Wednesday, November 07, 2007

hmmm...



When I was in 3rd grade I remember being befriended by this brown hair boy. I think his name was Nick. Anyway, It was a big deal to have him be my friend, because when I was in 3rd grade I didn't have many friends. Especially not friends like Nick. Nick was one of those charismatic kids that was friends with everyone, and could get away with anything - even befriending the class nerd. I was so happy. He talked to me and played and we even passed notes. He got my jokes and it was great. We laughed a lot.

Well, one day, not realizing that the level of friendship he had with me was the same as everyone else's - nothing special. I decided to pass him one of THOSE notes.
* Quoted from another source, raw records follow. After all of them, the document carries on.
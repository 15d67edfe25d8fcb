//! Renderer facade
//!
//! `PhotonRenderer` is the dependency-injected owner of the whole backend:
//! context, resources, render systems, and frame orchestrator, constructed
//! once at process start and passed by reference to collaborators. Scene
//! updates arrive here and fan out to the resource update entry points and
//! the dirty flags.

use ash::vk;
use raw_window_handle::{RawDisplayHandle, RawWindowHandle};

use crate::config::RendererConfig;
use crate::render::vulkan::context::{VulkanContext, VulkanResult};
use crate::render::vulkan::frame::FrameOrchestrator;
use crate::render::vulkan::resources::Resources;
use crate::render::vulkan::scene::{FrameUniforms, SceneDescription, SceneGeometry, ShaderSet};
use crate::render::vulkan::systems::RenderSystems;
use crate::render::{ConsoleOverlay, FrameProfiler, LogProfiler};

/// The hybrid path-tracing/rasterization renderer
pub struct PhotonRenderer {
    // Declaration order is drop order: sync objects and pipelines go before
    // the resources they reference, the context last
    orchestrator: FrameOrchestrator,
    systems: RenderSystems,
    resources: Resources,
    context: VulkanContext,
}

impl PhotonRenderer {
    /// Bootstrap the full backend from config, window handles, and the
    /// externally compiled shader set. Every failure here is fatal to
    /// startup.
    pub fn new(
        config: &RendererConfig,
        display: RawDisplayHandle,
        window: RawWindowHandle,
        shaders: ShaderSet,
    ) -> VulkanResult<Self> {
        Self::with_profiler(config, display, window, shaders, Box::new(LogProfiler))
    }

    /// Bootstrap with a caller-supplied GPU frame-time profiler sink
    pub fn with_profiler(
        config: &RendererConfig,
        display: RawDisplayHandle,
        window: RawWindowHandle,
        shaders: ShaderSet,
        profiler: Box<dyn FrameProfiler>,
    ) -> VulkanResult<Self> {
        log::debug!("Creating PhotonRenderer");

        let context = VulkanContext::new(config, display, window)?;
        let resources = Resources::new(&context, config)?;
        let systems = RenderSystems::new(&context, &resources, &shaders, config)?;
        let orchestrator = FrameOrchestrator::new(&context, profiler)?;

        log::debug!("PhotonRenderer created");
        Ok(Self {
            orchestrator,
            systems,
            resources,
            context,
        })
    }

    /// Replace the scene geometry. Recreates the three vertex attribute
    /// buffers iff the vertex count changed and forces re-recording of all
    /// conditional passes.
    pub fn update_scene_geometry(&mut self, geometry: &SceneGeometry) -> VulkanResult<()> {
        // In-flight frames may still reference the old buffers; geometry
        // replacement is rare enough to serialize against the GPU
        if geometry.vertex_count() != self.resources.vertex_count() {
            self.context.wait_idle()?;
        }

        let invalidate = self.resources.update_vertex_input_buffers(geometry)?;
        self.orchestrator.apply_invalidation(invalidate);
        Ok(())
    }

    /// Replace the structured scene description (BVH nodes + materials)
    pub fn update_scene_description(&mut self, scene: &SceneDescription) -> VulkanResult<()> {
        let invalidate = self.resources.update_scene_buffer(scene)?;
        self.orchestrator.apply_invalidation(invalidate);
        Ok(())
    }

    /// Update the per-frame uniform block; shading or visibility may have
    /// changed, so all conditional passes re-record
    pub fn update_uniforms(&mut self, uniforms: &FrameUniforms) -> VulkanResult<()> {
        let invalidate = self.resources.update_uniforms(uniforms)?;
        self.orchestrator.apply_invalidation(invalidate);
        Ok(())
    }

    /// Camera rotation: new uniforms plus a path-tracing accumulation
    /// restart
    pub fn rotate_camera(&mut self, uniforms: &FrameUniforms) -> VulkanResult<()> {
        self.orchestrator.reset_accumulation();
        self.update_uniforms(uniforms)
    }

    /// Draw one frame: acquire, conditionally record, submit, present.
    ///
    /// Acquire failures are fatal and propagate. Submit/present failures
    /// abandon the frame with the dirty flags re-armed; the same work is
    /// retried next frame and the process keeps running.
    pub fn draw_frame(&mut self, console: &mut dyn ConsoleOverlay) -> VulkanResult<()> {
        let image_index = self.orchestrator.frame_prepare(&self.context)?;

        if let Err(e) = self.orchestrator.frame_run(
            &self.context,
            &self.resources,
            &self.systems,
            console,
            image_index,
        ) {
            log::error!("Frame submit failed, abandoning frame: {e}");
            return Ok(());
        }

        if let Err(e) = self.orchestrator.frame_present(&self.context, image_index) {
            log::error!("Frame present failed, abandoning frame: {e}");
        }
        Ok(())
    }

    /// Recreate the swapchain and output framebuffers at a new extent
    pub fn resize(&mut self, width: u32, height: u32) -> VulkanResult<()> {
        log::debug!("Resizing swapchain to {width}x{height}");
        self.context
            .recreate_swapchain(vk::Extent2D { width, height })?;
        self.systems.output.recreate_framebuffers(&self.context)
    }

    /// Block until the device is idle
    pub fn wait_idle(&self) -> VulkanResult<()> {
        self.context.wait_idle()
    }

    /// The backend context
    pub fn context(&self) -> &VulkanContext {
        &self.context
    }

    /// The resource owner
    pub fn resources(&self) -> &Resources {
        &self.resources
    }

    /// The frame orchestrator
    pub fn orchestrator(&self) -> &FrameOrchestrator {
        &self.orchestrator
    }
}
You know the notes with the check boxes: yes, no, maybe?

I thought I was going to finally have a boy want to "go out with me" (looking back I can't believe 3rd graders "go out") so I took out my pink pen and wrote the words you can't take back:

I like you, do you like me? Yes, No, Maybe (please check one).

I was hopeful. I took a risk.

I folded up my note like a triangle and wrote on the outside to: Nick from:Teresa and passed it to him under the table.
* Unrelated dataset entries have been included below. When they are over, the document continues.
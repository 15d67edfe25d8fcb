//! Renderer configuration
//!
//! Applications customize the render core through [`RendererConfig`] instead
//! of hardcoded values; the [`Config`] trait adds file round-tripping for
//! TOML and RON.

pub use serde::{Deserialize, Serialize};

/// Configuration trait for serializable settings types
pub trait Config: Serialize + for<'de> Deserialize<'de> + Default {
    /// Load configuration from file
    fn load_from_file(path: &str) -> Result<Self, ConfigError> {
        let contents = std::fs::read_to_string(path).map_err(ConfigError::Io)?;

        if path.ends_with(".toml") {
            toml::from_str(&contents).map_err(|e| ConfigError::Parse(e.to_string()))
        } else if path.ends_with(".ron") {
            ron::from_str(&contents).map_err(|e| ConfigError::Parse(e.to_string()))
        } else {
            Err(ConfigError::UnsupportedFormat(path.to_string()))
        }
    }

    /// Save configuration to file
    fn save_to_file(&self, path: &str) -> Result<(), ConfigError> {
        let contents = if path.ends_with(".toml") {
            toml::to_string_pretty(self).map_err(|e| ConfigError::Serialize(e.to_string()))?
        } else if path.ends_with(".ron") {
            ron::ser::to_string_pretty(self, ron::ser::PrettyConfig::default())
                .map_err(|e| ConfigError::Serialize(e.to_string()))?
        } else {
            return Err(ConfigError::UnsupportedFormat(path.to_string()));
        };

        std::fs::write(path, contents).map_err(ConfigError::Io)
    }
}

/// Configuration errors
#[derive(thiserror::Error, Debug)]
pub enum ConfigError {
    /// IO error
    #[error("IO error: {0}")]
    Io(#[from] std::io::Error),

    /// Parse error
    #[error("Parse error: {0}")]
    Parse(String),

    /// Serialization error
    #[error("Serialization error: {0}")]
    Serialize(String),

    /// Unsupported format
    #[error("Unsupported format: {0}")]
    UnsupportedFormat(String),
}

/// Configuration for the render core
#[derive(Debug, Clone, Serialize, Deserialize)]
pub struct RendererConfig {
    /// Application name for Vulkan instance creation
    pub application_name: String,
    /// Application version (major, minor, patch)
    pub application_version: (u32, u32, u32),
    /// Offscreen framebuffer resolution; per-frame render targets are sized
    /// to this once at startup and never implicitly resized
    pub framebuffer_width: u32,
    /// Offscreen framebuffer height
    pub framebuffer_height: u32,
    /// Shadow map resolution (square)
    pub shadow_map_resolution: u32,
    /// Whether to enable Vulkan validation layers (None = debug builds only)
    #[serde(default, skip_serializing_if = "Option::is_none")]
    pub enable_validation: Option<bool>,
    /// Extra instance extensions beyond the surface set
    pub instance_extensions: Vec<String>,
    /// Extra instance layers beyond the validation layer
    pub instance_layers: Vec<String>,
    /// Background clear color [R, G, B, A] (0.0-1.0 range)
    pub clear_color: [f32; 4],
}

impl RendererConfig {
    /// Create a new renderer configuration
    pub fn new(app_name: impl Into<String>) -> Self {
        Self {
            application_name: app_name.into(),
            application_version: (1, 0, 0),
            framebuffer_width: 1280,
            framebuffer_height: 720,
            shadow_map_resolution: 2048,
            enable_validation: None,
            instance_extensions: Vec::new(),
            instance_layers: Vec::new(),
            clear_color: [0.005, 0.005, 0.005, 1.0],
        }
    }

    /// Set application version
    #[must_use]
    pub fn with_version(mut self, major: u32, minor: u32, patch: u32) -> Self {
        self.application_version = (major, minor, patch);
        self
    }

    /// Set the offscreen framebuffer resolution
    #[must_use]
    pub fn with_framebuffer_resolution(mut self, width: u32, height: u32) -> Self {
        self.framebuffer_width = width.max(1);
        self.framebuffer_height = height.max(1);
        self
    }

    /// Set the shadow map resolution
    #[must_use]
    pub fn with_shadow_map_resolution(mut self, resolution: u32) -> Self {
        self.shadow_map_resolution = resolution.clamp(256, 8192);
        self
    }

    /// Enable or disable Vulkan validation layers
    #[must_use]
    pub fn with_validation(mut self, enable: bool) -> Self {
        self.enable_validation = Some(enable);
        self
    }

    /// Set background clear color [R, G, B, A] (0.0-1.0 range)
    #[must_use]
    pub fn with_clear_color(mut self, color: [f32; 4]) -> Self {
        self.clear_color = color;
        self
    }

    /// Whether validation should be enabled for this build
    pub fn validation_enabled(&self) -> bool {
        self.enable_validation.unwrap_or(cfg!(debug_assertions))
    }
}

impl Default for RendererConfig {
    /// Default configuration for a generic viewer application
    fn default() -> Self {
        Self::new("Photon Application")
    }
}

impl Config for RendererConfig {}

#[cfg(test)]
mod tests {
    use super::*;

    #[test]
    fn default_config_is_sane() {
        let config = RendererConfig::default();
        assert!(config.framebuffer_width > 0);
        assert!(config.framebuffer_height > 0);
        assert!(config.shadow_map_resolution >= 256);
        assert!(config.instance_layers.is_empty());
    }

    #[test]
    fn builder_clamps_shadow_resolution() {
        let config = RendererConfig::default().with_shadow_map_resolution(64);
        assert_eq!(config.shadow_map_resolution, 256);

        let config = RendererConfig::default().with_shadow_map_resolution(1 << 20);
        assert_eq!(config.shadow_map_resolution, 8192);
    }

    #[test]
    fn toml_round_trip_preserves_settings() {
        let config = RendererConfig::new("RoundTrip")
            .with_framebuffer_resolution(640, 480)
            .with_validation(false);

        let text = toml::to_string_pretty(&config).unwrap();
        let parsed: RendererConfig = toml::from_str(&text).unwrap();

        assert_eq!(parsed.application_name, "RoundTrip");
        assert_eq!(parsed.framebuffer_width, 640);
        assert_eq!(parsed.framebuffer_height, 480);
        assert_eq!(parsed.enable_validation, Some(false));
    }
}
I saw him unwrap the folded paper and read it as his face turned red. He quickly checked a box and re folded and addressed the note. When he passed it to me I held my breath. I hoped, I hoped and I opened up the note. The box checked was no. My little 3rd grade hands quivered a little. I barely held back the tears and ran to the bathroom. I waited until the ugly cry subsided and came back out into class. The room was filled with ribbing and knowing glances and giggles. I felt rejection and humiliation in a way my little child heart had never known before that point. I knew my friendship was over with Nick.

Looking back to that situation, there are many things I'd like to tell my 3rd grade self. I'd like to tell her about all the boys that will like her and pursue her someday, I'd like to show her pictures of the places that she'll go that she only dreams of and tell her stories of how some of those that mocked her ended up (that's pretty petty though). I'd like to comfort her with tales of men's magazine editors and the rich and the glamorous people that she'll make out with, and date and meet. I'd like to sit her down and tell her about the days in the future when she's a flight attendant and hit on all day by guys much better looking and just as funny as little 3rd grade Nick.
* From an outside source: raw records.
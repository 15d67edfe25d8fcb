//! # Photon Engine
//!
//! A hybrid path-tracing/rasterization render core built on Vulkan.
//!
//! The crate owns the full GPU resource lifecycle: device and swapchain
//! bootstrap, every long-lived buffer/image/descriptor set, a declarative
//! render-stage/pipeline layer, four cooperating render passes (shadow map,
//! rasterization, path tracing, output composite), and a per-frame-in-flight
//! scheduler that decides which passes must re-record each frame.
//!
//! Scene data (triangle soup, BVH nodes, materials), compiled SPIR-V, window
//! handles, and the developer-console overlay are supplied by collaborators;
//! this crate never opens a window or compiles a shader itself.
//!
//! ## Quick Start
//!
//! ```rust,no_run
//! use photon_engine::prelude::*;
//!
//! # fn window_handles() -> (raw_window_handle::RawDisplayHandle, raw_window_handle::RawWindowHandle) { unimplemented!() }
//! # fn compiled_shaders() -> ShaderSet { unimplemented!() }
//! fn main() -> Result<(), Box<dyn std::error::Error>> {
//!     env_logger::init();
//!
//!     let config = RendererConfig::new("Photon Viewer")
//!         .with_framebuffer_resolution(1280, 720);
//!     let (display, window) = window_handles();
//!     let mut renderer = PhotonRenderer::new(&config, display, window, compiled_shaders())?;
//!
//!     let mut console = NullConsole;
//!     loop {
//!         renderer.draw_frame(&mut console)?;
//!     }
//! }
//! ```

#![warn(missing_docs)]
#![warn(clippy::all, clippy::pedantic, clippy::nursery)]
#![allow(clippy::module_name_repetitions, clippy::similar_names, clippy::too_many_arguments)]

pub mod config;
pub mod render;

pub use config::{Config, ConfigError, RendererConfig};

/// Common imports for engine users
pub mod prelude {
    pub use crate::{
        config::{Config, RendererConfig},
        render::{
            vulkan::{PhotonRenderer, VulkanError, VulkanResult},
            ConsoleOverlay, FrameProfiler, LogProfiler, NullConsole,
        },
    };
    pub use crate::render::vulkan::scene::{
        BvhNode, FrameUniforms, MaterialRecord, SceneDescription, SceneGeometry, ShaderSet,
    };
}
But I wouldn't want to tell her about the emptiness she'll feel after she makes out with one of those random glamorous dudes. I wouldn't want to tell her about the places she'll go that she dreams about - she goes usually alone and never with a hand to hold.

I don't want to tell her that still, over years later at 31 years old when feeling like she is totally fine, secure, confident and happy - she will find herself repeating the same old tired 3rd grade story all over again. Only instead of a note it's a instant message and a email.

That's pretty much the only difference.


How's that for a little Wednesday night vulnerability...:)

-----yes, yes, I may delete this when I think better of it-----

5 comments:

erin said...

don't you dare delete this. I can so relate! ...as can many others, of this I am sure.

Tami G. said...

i'm so glad i got to read this before you deleted it! will you write me a script about it? it's so real!

Carlo Bongiovanni said...

eheh your story was so clear to my eyes that i needed to tell u about it.
be happy! life is so ful of things that in your journey you'll find a way not to be alone..

cheers

teresa said...

Gratzi!!

Heather said...

Funny how your childhood never leaves you. The names of all the Nicks of the world are burned into our memories, luckily they are usually bald, drunk or bitter as we blossom ( a little late).